What does this have to do with IP? No doubt copyright and patents transfer from the poor to the rich. But the copyright industry is trivial in its economic significance - even if all the growth in Hollywood/recording studio incomes was due to copyright, it would scarcely be a blip in the income distribution. In the case of patents, relatively few industries derive much benefit from patents - mostly holding them as a costly means of advertising ("buy our product - it must be good we patented it") and as a means of self-defense ("don't try to sue us for patent violation, we hold all the patents in the world already anyway.") Basically we are down to pharmaceuticals, and I think it hard to argue that the reason higher income people have more rapidly growing incomes is because of the pharmaceutical industry.

Looking at the wealthiest Americans according to Forbes arguably the fortunes of Gates, Ellison, and Allen owe something to copyright. Buffet earned his money making good investments - not perhaps very socially valuable, but not dependent on IP either. Adelson was apparently a great innovator - bringing conventions to Las Vegas and changing the way they did business - but it is pretty clear that his innovations weren't and aren't protected by IP. Same for the Waltons: Waltmart made a great many innovations, but none patented. We can say the same for Michael Dell: he pioneered a new way of building and selling computers, but everyone was free to imitate him, and everyone tried to.

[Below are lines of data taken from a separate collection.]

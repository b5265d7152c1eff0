//! Saved result record model
//!
//! A vault record splits into two halves: plaintext index fields used for
//! listing and sorting without a key, and a sealed payload holding
//! everything sensitive. The sealed half is produced and consumed only
//! through the crypto field-cipher boundary; this module just defines the
//! shapes.

use chrono::{DateTime, Utc};
use serde::{Deserialize, Serialize};

use crate::crypto::SealedBox;

use super::ids::RecordId;
use super::results::EligibilityResults;

/// The sensitive half of a record. Serialized to JSON, then sealed; this
/// struct never hits disk in plaintext.
#[derive(Debug, Clone, PartialEq, Serialize, Deserialize)]
pub struct SensitiveFields {
    /// Host-application user identifier
    #[serde(default, skip_serializing_if = "Option::is_none")]
    pub user_id: Option<String>,

    /// Display name the results were computed for
    #[serde(default, skip_serializing_if = "Option::is_none")]
    pub user_name: Option<String>,

    /// The full eligibility results
    pub results: EligibilityResults,

    /// Opaque snapshot of the answers/profile that produced the results
    #[serde(default, skip_serializing_if = "Option::is_none")]
    pub profile_snapshot: Option<serde_json::Map<String, serde_json::Value>>,

    /// Free-form user notes
    #[serde(default, skip_serializing_if = "Option::is_none")]
    pub notes: Option<String>,
}

/// A persisted vault record: plaintext index fields plus the sealed
/// sensitive payload.
#[derive(Debug, Clone, Serialize, Deserialize)]
pub struct SavedResultRecord {
    /// Unique identifier, assigned at save and immutable afterwards
    pub id: RecordId,

    /// When the evaluation ran; the listing sort key. Never mutated.
    pub evaluated_at: DateTime<Utc>,

    /// State/jurisdiction label, kept in plaintext for listing
    #[serde(default, skip_serializing_if = "Option::is_none")]
    pub state: Option<String>,

    /// Number of programs in the qualified partition
    pub qualified_count: usize,

    /// Program ids across all partitions
    #[serde(default)]
    pub programs_evaluated: Vec<String>,

    /// User-assigned tags
    #[serde(default)]
    pub tags: Vec<String>,

    /// When the record was created
    pub created_at: DateTime<Utc>,

    /// When the record was last modified
    pub updated_at: DateTime<Utc>,

    /// Encrypted [`SensitiveFields`] JSON
    pub sealed: SealedBox,
}

impl SavedResultRecord {
    /// The index-only view handed out by listing
    pub fn summary(&self) -> RecordSummary {
        RecordSummary {
            id: self.id,
            evaluated_at: self.evaluated_at,
            state: self.state.clone(),
            qualified_count: self.qualified_count,
            programs_evaluated: self.programs_evaluated.clone(),
            tags: self.tags.clone(),
            created_at: self.created_at,
            updated_at: self.updated_at,
        }
    }
}

/// Plaintext index fields of a record, without the sealed payload.
///
/// This is what `list_summaries` returns: enough to render a list of saved
/// runs without decrypting anything.
#[derive(Debug, Clone, PartialEq, Serialize, Deserialize)]
pub struct RecordSummary {
    /// Record identifier
    pub id: RecordId,
    /// When the evaluation ran
    pub evaluated_at: DateTime<Utc>,
    /// State/jurisdiction label
    pub state: Option<String>,
    /// Number of qualified programs
    pub qualified_count: usize,
    /// Program ids across all partitions
    pub programs_evaluated: Vec<String>,
    /// User-assigned tags
    pub tags: Vec<String>,
    /// When the record was created
    pub created_at: DateTime<Utc>,
    /// When the record was last modified
    pub updated_at: DateTime<Utc>,
}

#[cfg(test)]
mod tests {
    use super::*;
    use crate::models::results::EligibilityResults;
    use chrono::TimeZone;

    fn empty_results(evaluated_at: DateTime<Utc>) -> EligibilityResults {
        EligibilityResults {
            qualified: vec![],
            likely: vec![],
            maybe: vec![],
            not_qualified: vec![],
            total_programs: 0,
            evaluated_at,
        }
    }

    #[test]
    fn test_sensitive_fields_round_trip() {
        let evaluated_at = Utc.with_ymd_and_hms(2025, 3, 1, 12, 0, 0).unwrap();
        let fields = SensitiveFields {
            user_id: Some("user-1".into()),
            user_name: Some("Alex".into()),
            results: empty_results(evaluated_at),
            profile_snapshot: None,
            notes: Some("first run".into()),
        };

        let json = serde_json::to_string(&fields).unwrap();
        let back: SensitiveFields = serde_json::from_str(&json).unwrap();
        assert_eq!(fields, back);
    }

    #[test]
    fn test_summary_carries_index_fields_only() {
        let now = Utc::now();
        let record = SavedResultRecord {
            id: RecordId::new(),
            evaluated_at: now,
            state: Some("CA".into()),
            qualified_count: 2,
            programs_evaluated: vec!["snap".into(), "wic".into()],
            tags: vec!["march".into()],
            created_at: now,
            updated_at: now,
            sealed: SealedBox::from_encoded("b64payload"),
        };

        let summary = record.summary();
        assert_eq!(summary.id, record.id);
        assert_eq!(summary.qualified_count, 2);
        assert_eq!(summary.tags, vec!["march"]);

        // The summary type has no sealed field to leak
        let json = serde_json::to_string(&summary).unwrap();
        assert!(!json.contains("b64payload"));
    }
}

If we go to the world's richest we find that in Latin America (why is this not a surprise?) wealth is inherited not earned. In Sweden, we find Ingvar Kamprad who made his fortune from IKEA. Again, a very innovative company, but the innovations weren't and aren't protected by IP. Interesting also is Bernard Arnault - who made his fortune in the highly competitive and not well protected by IP fashion industry.

So it seems if you want to be rich, you should have a really great idea, and rather than wasting your time trying to protect it with IP, you should get busy and make a fortune off of it.